== Recorded information ==

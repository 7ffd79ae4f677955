//! Display locale for derived labels

use serde::{Deserialize, Serialize};
use std::fmt;
use std::str::FromStr;

/// Locale used for the default title and tag labels.
///
/// Keyword matching is not affected: every rule carries both English and
/// Russian stems, so text in either language is classified the same way.
#[derive(Debug, Clone, Copy, PartialEq, Eq, Serialize, Deserialize, Default)]
#[serde(rename_all = "lowercase")]
pub enum Locale {
    #[default]
    En,
    Ru,
}

impl Locale {
    /// Title given to an entry whose location text is empty
    pub fn default_title(&self) -> &'static str {
        match self {
            Locale::En => "New entry",
            Locale::Ru => "Новая запись",
        }
    }
}

impl fmt::Display for Locale {
    fn fmt(&self, f: &mut fmt::Formatter<'_>) -> fmt::Result {
        match self {
            Locale::En => write!(f, "en"),
            Locale::Ru => write!(f, "ru"),
        }
    }
}

impl FromStr for Locale {
    type Err = String;

    fn from_str(s: &str) -> Result<Self, Self::Err> {
        match s.trim().to_lowercase().as_str() {
            "en" | "english" => Ok(Locale::En),
            "ru" | "russian" => Ok(Locale::Ru),
            _ => Err(format!(
                "Invalid locale: '{}'. Valid locales are: en, ru",
                s
            )),
        }
    }
}
//! Open the journal stored under a home directory

use crate::application::repository::EntryRepository;
use crate::domain::Classifier;
use crate::error::Result;
use crate::infrastructure::{Config, DirectoryStore, StorageBackend, SyncedDirectory};
use std::path::Path;

/// Repository over the on-disk stores: the configured synced folder (if
/// any) as primary, the home's local store as fallback.
pub type LocalRepository = EntryRepository<Option<SyncedDirectory>, DirectoryStore>;

/// Load the config in `home` and build the repository it describes.
pub fn open(home: &Path) -> Result<LocalRepository> {
    let config = Config::load_from_dir(home)?;
    Ok(open_with_config(home, &config))
}

pub fn open_with_config(home: &Path, config: &Config) -> LocalRepository {
    let primary = config
        .sync_dir
        .as_ref()
        .map(|dir| SyncedDirectory::new(dir.clone()).with_max_value_len(config.max_value_len));
    let fallback = DirectoryStore::new(Config::store_dir(home));

    EntryRepository::new(
        StorageBackend::select(primary, fallback),
        Classifier::new(config.locale),
    )
}
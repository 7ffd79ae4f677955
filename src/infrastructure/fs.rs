//! Filesystem helpers for atomic writes

use std::fs;
use std::io;
use std::path::{Path, PathBuf};

/// Temp file path next to `destination`, hidden and suffixed `.tmp`
pub fn temp_path_for(destination: &Path) -> PathBuf {
    let name = destination
        .file_name()
        .map(|name| name.to_string_lossy().into_owned())
        .unwrap_or_default();
    destination.with_file_name(format!(".{}.tmp", name))
}

/// Write `contents` to `destination` through a temp file and a rename, so
/// readers see either the old or the new contents.
pub fn write_atomic(destination: &Path, contents: &str) -> io::Result<()> {
    let temp = temp_path_for(destination);
    fs::write(&temp, contents)?;
    rename_with_fallback(&temp, destination)
}

/// Rename a file, removing the destination and retrying when the platform
/// refuses to rename over an existing file. The temp file is removed if the
/// retry fails too.
pub fn rename_with_fallback(temp_path: &Path, destination: &Path) -> io::Result<()> {
    if let Err(initial_err) = fs::rename(temp_path, destination) {
        let _ = fs::remove_file(destination);
        fs::rename(temp_path, destination).map_err(|retry_err| {
            let _ = fs::remove_file(temp_path);
            io::Error::new(
                retry_err.kind(),
                format!(
                    "Atomic rename failed (initial: {}, retry: {})",
                    initial_err, retry_err
                ),
            )
        })?;
    }
    Ok(())
}

#[cfg(test)]
mod tests {
    use super::*;
    use tempfile::tempdir;

    #[test]
    fn test_temp_path_is_hidden_sibling() {
        let temp = temp_path_for(Path::new("/data/store/journal_entries.json"));
        assert_eq!(
            temp,
            PathBuf::from("/data/store/.journal_entries.json.tmp")
        );
    }

    #[test]
    fn test_write_atomic_creates_file() {
        let dir = tempdir().unwrap();
        let dest = dir.path().join("value.json");

        write_atomic(&dest, "first").unwrap();

        assert_eq!(fs::read_to_string(&dest).unwrap(), "first");
        assert!(!temp_path_for(&dest).exists());
    }

    #[test]
    fn test_write_atomic_overwrites_existing() {
        let dir = tempdir().unwrap();
        let dest = dir.path().join("value.json");

        fs::write(&dest, "old").unwrap();
        write_atomic(&dest, "new").unwrap();

        assert_eq!(fs::read_to_string(&dest).unwrap(), "new");
    }

    #[test]
    fn test_write_atomic_missing_dir_fails() {
        let dir = tempdir().unwrap();
        let dest = dir.path().join("missing").join("value.json");
        assert!(write_atomic(&dest, "x").is_err());
    }
}
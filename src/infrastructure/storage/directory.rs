//! Local fallback store: one JSON file per key

use super::{validate_key, FallbackStore, StoreError};
use crate::infrastructure::fs::write_atomic;
use std::fs;
use std::io::ErrorKind;
use std::path::PathBuf;

/// Stores each key as `<root>/<key>.json`.
#[derive(Debug, Clone)]
pub struct DirectoryStore {
    root: PathBuf,
}

impl DirectoryStore {
    pub fn new(root: PathBuf) -> Self {
        DirectoryStore { root }
    }

    fn path_for(&self, key: &str) -> Result<PathBuf, StoreError> {
        validate_key(key)?;
        Ok(self.root.join(format!("{}.json", key)))
    }
}

impl FallbackStore for DirectoryStore {
    fn get(&self, key: &str) -> Result<Option<String>, StoreError> {
        let path = self.path_for(key)?;
        match fs::read_to_string(&path) {
            Ok(contents) => Ok(Some(contents)),
            Err(e) if e.kind() == ErrorKind::NotFound => Ok(None),
            Err(e) => Err(StoreError::Io(e)),
        }
    }

    fn set(&self, key: &str, value: &str) -> Result<(), StoreError> {
        let path = self.path_for(key)?;
        if !self.root.exists() {
            fs::create_dir_all(&self.root)?;
        }
        write_atomic(&path, value)?;
        Ok(())
    }
}
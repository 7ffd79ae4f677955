//! Infrastructure layer - Storage backends and configuration

pub mod config;
pub mod fs;
pub mod storage;

pub use config::Config;
pub use storage::{
    BackendKind, DirectoryStore, FallbackStore, MemoryStore, PrimaryStore, StorageBackend,
    SyncedDirectory,
};
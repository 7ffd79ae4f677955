//! Configuration management

use crate::domain::Locale;
use crate::error::{Result, UrgelogError};
use crate::infrastructure::storage::DEFAULT_MAX_VALUE_LEN;
use serde::{Deserialize, Serialize};
use std::fs;
use std::path::{Path, PathBuf};

pub const CONFIG_FILE: &str = "config.toml";

/// Local store directory inside the journal home
pub const STORE_DIR: &str = "store";

pub const HOME_ENV: &str = "URGELOG_HOME";

#[derive(Debug, Clone, PartialEq, Serialize, Deserialize)]
pub struct Config {
    #[serde(default)]
    pub locale: Locale,

    /// Synced folder used as the primary store, if any
    #[serde(default, skip_serializing_if = "Option::is_none")]
    pub sync_dir: Option<PathBuf>,

    /// Per-value capacity of the primary store, in characters
    #[serde(default = "default_max_value_len")]
    pub max_value_len: usize,
}

fn default_max_value_len() -> usize {
    DEFAULT_MAX_VALUE_LEN
}

impl Default for Config {
    fn default() -> Self {
        Config {
            locale: Locale::default(),
            sync_dir: None,
            max_value_len: DEFAULT_MAX_VALUE_LEN,
        }
    }
}

impl Config {
    /// Create a new config with default values
    pub fn new(locale: Locale, sync_dir: Option<PathBuf>) -> Self {
        Config {
            locale,
            sync_dir,
            ..Config::default()
        }
    }

    /// Load config from `config.toml` in the given journal home
    pub fn load_from_dir(home: &Path) -> Result<Self> {
        let config_path = home.join(CONFIG_FILE);

        let contents = fs::read_to_string(&config_path).map_err(|e| {
            if e.kind() == std::io::ErrorKind::NotFound {
                UrgelogError::NotInitialized(home.to_path_buf())
            } else {
                UrgelogError::Io(e)
            }
        })?;

        toml::from_str(&contents)
            .map_err(|e| UrgelogError::Config(format!("Failed to parse config.toml: {}", e)))
    }

    /// Save config to `config.toml` in the given journal home
    pub fn save_to_dir(&self, home: &Path) -> Result<()> {
        if !home.exists() {
            fs::create_dir_all(home)?;
        }

        let contents = toml::to_string_pretty(self)
            .map_err(|e| UrgelogError::Config(format!("Failed to serialize config: {}", e)))?;

        fs::write(home.join(CONFIG_FILE), contents)?;

        Ok(())
    }

    /// Directory of the local fallback store
    pub fn store_dir(home: &Path) -> PathBuf {
        home.join(STORE_DIR)
    }
}

/// Resolve the journal home: explicit path first (the CLI fills it from
/// `--home` or `URGELOG_HOME`), then the platform data directory.
pub fn resolve_home(explicit: Option<PathBuf>) -> Result<PathBuf> {
    if let Some(path) = explicit {
        return Ok(path);
    }

    dirs::data_dir()
        .map(|dir| dir.join("urgelog"))
        .ok_or_else(|| {
            UrgelogError::Config(format!(
                "Cannot determine a data directory. Pass --home or set {}.",
                HOME_ENV
            ))
        })
}
//! Entry repository: create, list, update and delete journal entries
//!
//! The journal is one serialized collection under a single storage key, so
//! every mutation reads the whole collection, changes it in memory and
//! writes it back. Mutations are serialized through an in-process mutex so
//! two overlapping calls cannot both start from the same old collection.
//!
//! Failure policy:
//!
//! - listing never fails: a missing, unreadable or malformed collection is
//!   an empty journal (logged at `warn`)
//! - a mutation that cannot read the stored collection aborts without
//!   writing, so stored entries are never replaced by an empty journal
//! - writes always report failure as [`UrgelogError::StorageWrite`] and are
//!   never retried
//! - updating a missing id is `Ok(None)`, deleting one is `Ok(false)`

use crate::domain::collection::{self, ENTRIES_KEY};
use crate::domain::{timestamp, Classifier, DraftEntry, Entry, EntryPatch};
use crate::error::{Result, UrgelogError};
use crate::infrastructure::storage::{BackendKind, FallbackStore, PrimaryStore, StorageBackend};
use chrono::{DateTime, Utc};
use rand::Rng;
use tokio::sync::Mutex;
use tracing::{debug, info, warn};

/// Key an unreadable collection is copied to before it gets overwritten
pub const UNREADABLE_KEY: &str = "journal_entries_unreadable";

const ID_SUFFIX_LEN: usize = 7;

pub struct EntryRepository<P, F> {
    backend: StorageBackend<P, F>,
    classifier: Classifier,
    write_lock: Mutex<()>,
}

impl<P: PrimaryStore, F: FallbackStore> EntryRepository<P, F> {
    pub fn new(backend: StorageBackend<P, F>, classifier: Classifier) -> Self {
        EntryRepository {
            backend,
            classifier,
            write_lock: Mutex::new(()),
        }
    }

    pub fn backend(&self) -> &StorageBackend<P, F> {
        &self.backend
    }

    /// Backend currently serving the journal
    pub fn active_backend(&self) -> BackendKind {
        self.backend.active()
    }

    /// Re-check primary availability. Waits for in-flight mutations so none
    /// of them switches backend halfway.
    pub async fn refresh_backend(&self) -> BackendKind {
        let _guard = self.write_lock.lock().await;
        self.backend.refresh()
    }

    /// All entries, newest first
    pub async fn list_entries(&self) -> Vec<Entry> {
        let kind = self.backend.active();
        match self.read_collection(kind).await {
            Ok(entries) => entries,
            Err(err) => {
                warn!(backend = %kind, error = %err, "Treating unreadable journal as empty");
                Vec::new()
            }
        }
    }

    /// Entry with the given id, if present
    pub async fn get_entry(&self, id: &str) -> Option<Entry> {
        self.list_entries()
            .await
            .into_iter()
            .find(|entry| entry.id == id)
    }

    /// Promote a draft to a persisted entry and put it at the head of the
    /// journal.
    pub async fn create_entry(&self, draft: &DraftEntry) -> Result<Entry> {
        let _guard = self.write_lock.lock().await;
        let kind = self.backend.active();
        let mut entries = self.load_for_update(kind).await?;

        let mut created_at = timestamp::now();
        if let Some(newest) = entries.first() {
            if created_at <= newest.created_at {
                created_at = newest.created_at + timestamp::tick();
            }
        }

        let mut id = generate_id(created_at);
        while entries.iter().any(|entry| entry.id == id) {
            id = generate_id(created_at);
        }

        let classification = self.classifier.classify(draft);
        let entry = Entry {
            id,
            location: draft.location.clone(),
            witnesses: draft.witnesses.clone(),
            circumstances: draft.circumstances.clone(),
            trigger: draft.trigger.clone(),
            thoughts: draft.thoughts.clone(),
            body_feelings: draft.body_feelings.clone(),
            actions: draft.actions.clone(),
            emoji: classification.emoji,
            title: classification.title,
            tags: classification.tags,
            created_at,
            updated_at: created_at,
        };

        entries.insert(0, entry.clone());
        self.save(kind, &entries).await?;

        info!(backend = %kind, id = %entry.id, "Created entry");
        Ok(entry)
    }

    /// Merge `patch` over the entry with `id`.
    ///
    /// Returns `Ok(None)` without writing when no such entry exists. Derived
    /// fields are recomputed only for the sources the patch touches.
    pub async fn update_entry(&self, id: &str, patch: &EntryPatch) -> Result<Option<Entry>> {
        let _guard = self.write_lock.lock().await;
        let kind = self.backend.active();
        let mut entries = self.load_for_update(kind).await?;

        let Some(entry) = entries.iter_mut().find(|entry| entry.id == id) else {
            debug!(backend = %kind, id, "Update skipped, entry not found");
            return Ok(None);
        };

        patch.apply_to(entry);

        if patch.touches_title_source() {
            entry.title = self.classifier.title(&entry.location);
        }
        if patch.touches_emoji_source() {
            entry.emoji = self.classifier.emoji(&entry.thoughts);
        }
        if patch.touches_tag_source() {
            entry.tags = self.classifier.tags(&entry.tag_source());
        }

        entry.updated_at = timestamp::now().max(entry.updated_at);

        let updated = entry.clone();
        self.save(kind, &entries).await?;

        info!(backend = %kind, id, "Updated entry");
        Ok(Some(updated))
    }

    /// Remove the entry with `id`. Returns whether anything was removed;
    /// deleting a missing id writes nothing.
    pub async fn delete_entry(&self, id: &str) -> Result<bool> {
        let _guard = self.write_lock.lock().await;
        let kind = self.backend.active();
        let mut entries = self.load_for_update(kind).await?;

        let before = entries.len();
        entries.retain(|entry| entry.id != id);
        if entries.len() == before {
            debug!(backend = %kind, id, "Delete skipped, entry not found");
            return Ok(false);
        }

        self.save(kind, &entries).await?;

        info!(backend = %kind, id, "Deleted entry");
        Ok(true)
    }

    async fn read_collection(&self, kind: BackendKind) -> Result<Vec<Entry>> {
        match self.backend.read(kind, ENTRIES_KEY).await? {
            Some(raw) => collection::decode(&raw).map_err(|err| UrgelogError::StorageRead {
                backend: kind,
                reason: err.to_string(),
            }),
            None => Ok(Vec::new()),
        }
    }

    /// Read the collection for a mutation.
    ///
    /// A failed read aborts the mutation as a [`UrgelogError::StorageWrite`]:
    /// nothing was read, so nothing may be written back. A stored blob that
    /// cannot be decoded is copied to [`UNREADABLE_KEY`] and the mutation
    /// starts from an empty collection.
    async fn load_for_update(&self, kind: BackendKind) -> Result<Vec<Entry>> {
        let raw = match self.backend.read(kind, ENTRIES_KEY).await {
            Ok(Some(raw)) => raw,
            Ok(None) => return Ok(Vec::new()),
            Err(err) => {
                warn!(backend = %kind, error = %err, "Journal unreadable, change not saved");
                return Err(UrgelogError::StorageWrite {
                    backend: kind,
                    reason: format!("current entries could not be read: {}", err),
                });
            }
        };

        match collection::decode(&raw) {
            Ok(entries) => Ok(entries),
            Err(err) => {
                warn!(
                    backend = %kind,
                    error = %err,
                    key = UNREADABLE_KEY,
                    "Journal could not be decoded, preserving it and starting empty"
                );
                if let Err(err) = self.backend.write(kind, UNREADABLE_KEY, &raw).await {
                    warn!(backend = %kind, error = %err, "Could not preserve unreadable journal");
                }
                Ok(Vec::new())
            }
        }
    }

    async fn save(&self, kind: BackendKind, entries: &[Entry]) -> Result<()> {
        let raw = collection::encode(entries)?;
        self.backend.write(kind, ENTRIES_KEY, &raw).await
    }
}

/// `<unix millis>-<7 random base36 chars>`
fn generate_id(at: DateTime<Utc>) -> String {
    let mut rng = rand::thread_rng();
    let suffix: String = (0..ID_SUFFIX_LEN)
        .map(|_| {
            let digit = rng.gen_range(0..36u32);
            char::from_digit(digit, 36).unwrap_or('0')
        })
        .collect();
    format!("{}-{}", at.timestamp_millis(), suffix)
}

===

▶ _To do_:
Nothing but an exact copy of the lines from the start of the entries through the line containing "a home directory" belongs in the response.

▶ _Final answer_:
repository 7ffd79ae4f677955
//! Display locale for derived labels

use serde::{Deserialize, Serialize};
use std::fmt;
use std::str::FromStr;

/// Locale used for the default title and tag labels.
///
/// Keyword matching is not affected: every rule carries both English and
/// Russian stems, so text in either language is classified the same way.
#[derive(Debug, Clone, Copy, PartialEq, Eq, Serialize, Deserialize, Default)]
#[serde(rename_all = "lowercase")]
pub enum Locale {
    #[default]
    En,
    Ru,
}

impl Locale {
    /// Title given to an entry whose location text is empty
    pub fn default_title(&self) -> &'static str {
        match self {
            Locale::En => "New entry",
            Locale::Ru => "Новая запись",
        }
    }
}

impl fmt::Display for Locale {
    fn fmt(&self, f: &mut fmt::Formatter<'_>) -> fmt::Result {
        match self {
            Locale::En => write!(f, "en"),
            Locale::Ru => write!(f, "ru"),
        }
    }
}

impl FromStr for Locale {
    type Err = String;

    fn from_str(s: &str) -> Result<Self, Self::Err> {
        match s.trim().to_lowercase().as_str() {
            "en" | "english" => Ok(Locale::En),
            "ru" | "russian" => Ok(Locale::Ru),
            _ => Err(format!(
                "Invalid locale: '{}'. Valid locales are: en, ru",
                s
            )),
        }
    }
}
//! Open the journal stored under a home directory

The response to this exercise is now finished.